BEGIN Data

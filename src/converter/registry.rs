//! Ordered collection of value converters.
//!
//! Registration order is priority order: when two converters claim the same
//! type, the one registered first wins. Resolutions are memoised per SQL type
//! (and host type for the outbound direction).

use dashmap::DashMap;

use crate::context::ConverterContext;
use crate::converter::TYPE_UNKNOWN;
use crate::error::{ConvertError, ConvertResult};
use crate::types::{DateConverter, IntervalConverter, ValueConverter};
use crate::value::Value;

/// Memoised outcome of a converter lookup. A missing cache entry means the
/// lookup has not run yet.
#[derive(Debug, Clone, Copy, PartialEq, Eq)]
enum Resolution {
    Found(usize),
    Unsupported,
}

pub struct Registry {
    converters: Vec<Box<dyn ValueConverter>>,
    output_cache: DashMap<(String, Option<String>), Resolution>,
    input_cache: DashMap<(String, String), Resolution>,
}

impl Default for Registry {
    fn default() -> Self {
        Self::new()
    }
}

impl Registry {
    /// Registry with the date/time and interval converters installed.
    pub fn new() -> Self {
        Self::with_defaults(true)
    }

    /// Registry with no converters at all.
    pub fn empty() -> Self {
        Self::with_defaults(false)
    }

    pub fn with_defaults(register_defaults: bool) -> Self {
        let mut registry = Self {
            converters: Vec::new(),
            output_cache: DashMap::new(),
            input_cache: DashMap::new(),
        };
        if register_defaults {
            registry.register(DateConverter::new());
            registry.register(IntervalConverter::new());
        }
        registry
    }

    /// Append a converter. It loses ties against every converter already
    /// registered.
    pub fn register(&mut self, converter: impl ValueConverter + 'static) {
        self.register_boxed(Box::new(converter));
    }

    pub fn register_boxed(&mut self, converter: Box<dyn ValueConverter>) {
        tracing::debug!(
            "Registered value converter '{}' at priority {}",
            converter.name(),
            self.converters.len()
        );
        self.converters.push(converter);
        self.output_cache.clear();
        self.input_cache.clear();
    }

    pub fn len(&self) -> usize {
        self.converters.len()
    }

    pub fn is_empty(&self) -> bool {
        self.converters.is_empty()
    }

    /// Converter names in priority order.
    pub fn names(&self) -> Vec<&'static str> {
        self.converters.iter().map(|c| c.name()).collect()
    }

    pub fn is_type_supported(&self, sql_type: &str, ctx: &ConverterContext<'_>) -> bool {
        self.resolve_output(sql_type, None, ctx).is_some()
            || self
                .converters
                .iter()
                .any(|c| c.support().supports_type(sql_type, ctx))
    }

    fn resolve_output(
        &self,
        sql_type: &str,
        host_type: Option<&str>,
        ctx: &ConverterContext<'_>,
    ) -> Option<&dyn ValueConverter> {
        let key = (sql_type.to_string(), host_type.map(str::to_string));
        let resolution = match self.output_cache.get(&key).map(|r| *r) {
            Some(resolution) => resolution,
            None => {
                let resolution = self
                    .converters
                    .iter()
                    .position(|c| c.support().supports_output(sql_type, host_type, ctx))
                    .map(Resolution::Found)
                    .unwrap_or(Resolution::Unsupported);
                tracing::trace!("Resolved output type '{}' to {:?}", sql_type, resolution);
                self.output_cache.insert(key, resolution);
                resolution
            }
        };
        self.converter_at(resolution)
    }

    fn resolve_input(
        &self,
        host_type: &str,
        sql_type: &str,
        ctx: &ConverterContext<'_>,
    ) -> Option<&dyn ValueConverter> {
        let key = (host_type.to_string(), sql_type.to_string());
        let resolution = match self.input_cache.get(&key).map(|r| *r) {
            Some(resolution) => resolution,
            None => {
                let resolution = self
                    .converters
                    .iter()
                    .position(|c| c.support().supports_input(host_type, sql_type, ctx))
                    .map(Resolution::Found)
                    .unwrap_or(Resolution::Unsupported);
                tracing::trace!(
                    "Resolved input {} -> '{}' to {:?}",
                    host_type,
                    sql_type,
                    resolution
                );
                self.input_cache.insert(key, resolution);
                resolution
            }
        };
        self.converter_at(resolution)
    }

    fn converter_at(&self, resolution: Resolution) -> Option<&dyn ValueConverter> {
        match resolution {
            Resolution::Found(index) => self.converters.get(index).map(|c| c.as_ref()),
            Resolution::Unsupported => None,
        }
    }

    /// Delegate a non-null SQL text value to the first matching converter.
    pub fn from_sql(
        &self,
        sql_type: &str,
        value: &str,
        host_type: Option<&str>,
        ctx: &ConverterContext<'_>,
    ) -> ConvertResult<Value> {
        match self.resolve_output(sql_type, host_type, ctx) {
            Some(converter) => converter.from_sql(sql_type, value, host_type, ctx),
            None => match host_type {
                Some(host) if self.resolve_output(sql_type, None, ctx).is_some() => {
                    Err(ConvertError::host(host, sql_type))
                }
                _ => Err(ConvertError::UnsupportedType(sql_type.to_string())),
            },
        }
    }

    /// Delegate a non-null host value to the first matching converter.
    pub fn to_sql(
        &self,
        sql_type: &str,
        value: &Value,
        host_type: Option<&str>,
        ctx: &ConverterContext<'_>,
    ) -> ConvertResult<Option<String>> {
        let host_type = host_type.unwrap_or_else(|| value.host_type());
        match self.resolve_input(host_type, sql_type, ctx) {
            Some(converter) => converter.to_sql(sql_type, value, ctx),
            None if self.is_type_supported(sql_type, ctx) => {
                Err(ConvertError::host(host_type, sql_type))
            }
            None => Err(ConvertError::UnsupportedType(sql_type.to_string())),
        }
    }

    /// First guess that is not [`TYPE_UNKNOWN`], probing in priority order.
    pub fn guess_type(&self, value: &Value, ctx: &ConverterContext<'_>) -> String {
        self.converters
            .iter()
            .map(|c| c.guess_type(value, ctx))
            .find(|guess| guess != TYPE_UNKNOWN)
            .unwrap_or_else(|| TYPE_UNKNOWN.to_string())
    }
}

#[cfg(test)]
mod tests {
    use super::*;
    use crate::converter::DefaultConverter;
    use crate::types::{Support, TypeMap};
    use chrono::NaiveDate;

    struct Tagged {
        tag: &'static str,
        types: TypeMap,
    }

    impl Tagged {
        fn new(tag: &'static str) -> Self {
            Self {
                tag,
                types: TypeMap::new()
                    .input("string", &["money"])
                    .output("money", &["string"]),
            }
        }
    }

    impl ValueConverter for Tagged {
        fn name(&self) -> &'static str {
            self.tag
        }

        fn support(&self) -> Support<'_> {
            Support::Static(&self.types)
        }

        fn from_sql(
            &self,
            _sql_type: &str,
            value: &str,
            _host_type: Option<&str>,
            _ctx: &ConverterContext<'_>,
        ) -> ConvertResult<Value> {
            Ok(Value::String(format!("{}:{}", self.tag, value)))
        }

        fn to_sql(
            &self,
            _sql_type: &str,
            value: &Value,
            _ctx: &ConverterContext<'_>,
        ) -> ConvertResult<Option<String>> {
            Ok(Some(format!("{}:{}", self.tag, value)))
        }

        fn guess_type(&self, value: &Value, _ctx: &ConverterContext<'_>) -> String {
            match value {
                Value::String(s) if s.starts_with('$') => "money".to_string(),
                _ => TYPE_UNKNOWN.to_string(),
            }
        }
    }

    fn with_context<F: FnOnce(&ConverterContext<'_>)>(f: F) {
        let converter = DefaultConverter::new();
        let ctx = ConverterContext::new(&converter, "UTC", "UTF8").unwrap();
        f(&ctx);
    }

    #[test]
    fn test_default_registration() {
        assert_eq!(Registry::new().names(), vec!["date", "interval"]);
        assert!(Registry::empty().is_empty());
    }

    #[test]
    fn test_first_registered_wins() {
        let mut registry = Registry::empty();
        registry.register(Tagged::new("first"));
        registry.register(Tagged::new("second"));

        with_context(|ctx| {
            assert_eq!(
                registry.from_sql("money", "12", None, ctx).unwrap(),
                Value::String("first:12".into())
            );
            assert_eq!(
                registry.to_sql("money", &Value::from("12"), None, ctx).unwrap(),
                Some("first:12".into())
            );
        });
    }

    #[test]
    fn test_unsupported_type_and_host() {
        let mut registry = Registry::empty();
        registry.register(Tagged::new("money"));

        with_context(|ctx| {
            assert!(matches!(
                registry.from_sql("geometry", "x", None, ctx),
                Err(ConvertError::UnsupportedType(t)) if t == "geometry"
            ));
            assert!(matches!(
                registry.to_sql("money", &Value::Int(3), None, ctx),
                Err(ConvertError::UnsupportedHostType { .. })
            ));
            assert!(matches!(
                registry.from_sql("money", "1", Some("int"), ctx),
                Err(ConvertError::UnsupportedHostType { .. })
            ));
        });
    }

    #[test]
    fn test_resolution_is_cached_until_register() {
        let mut registry = Registry::empty();
        with_context(|ctx| {
            assert!(!registry.is_type_supported("money", ctx));
            assert!(registry.resolve_output("money", None, ctx).is_none());
        });
        assert_eq!(
            registry
                .output_cache
                .get(&("money".to_string(), None))
                .map(|r| *r),
            Some(Resolution::Unsupported)
        );

        registry.register(Tagged::new("money"));
        assert!(registry.output_cache.is_empty());
        with_context(|ctx| assert!(registry.is_type_supported("money", ctx)));
    }

    #[test]
    fn test_guess_probes_in_order() {
        let mut registry = Registry::new();
        registry.register(Tagged::new("money"));

        with_context(|ctx| {
            assert_eq!(registry.guess_type(&Value::from("$12"), ctx), "money");
            let date = NaiveDate::from_ymd_opt(2024, 1, 2).unwrap();
            assert_eq!(registry.guess_type(&Value::Date(date), ctx), "date");
            assert_eq!(registry.guess_type(&Value::Bool(true), ctx), TYPE_UNKNOWN);
        });
    }
}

END Data

Task item
Search the listing above for "tracing" and copy every line that holds it.

Exercise output
        tracing::debug!(
                tracing::trace!("Resolved output type '{}' to {:?}", sql_type, resolution);
                tracing::trace!(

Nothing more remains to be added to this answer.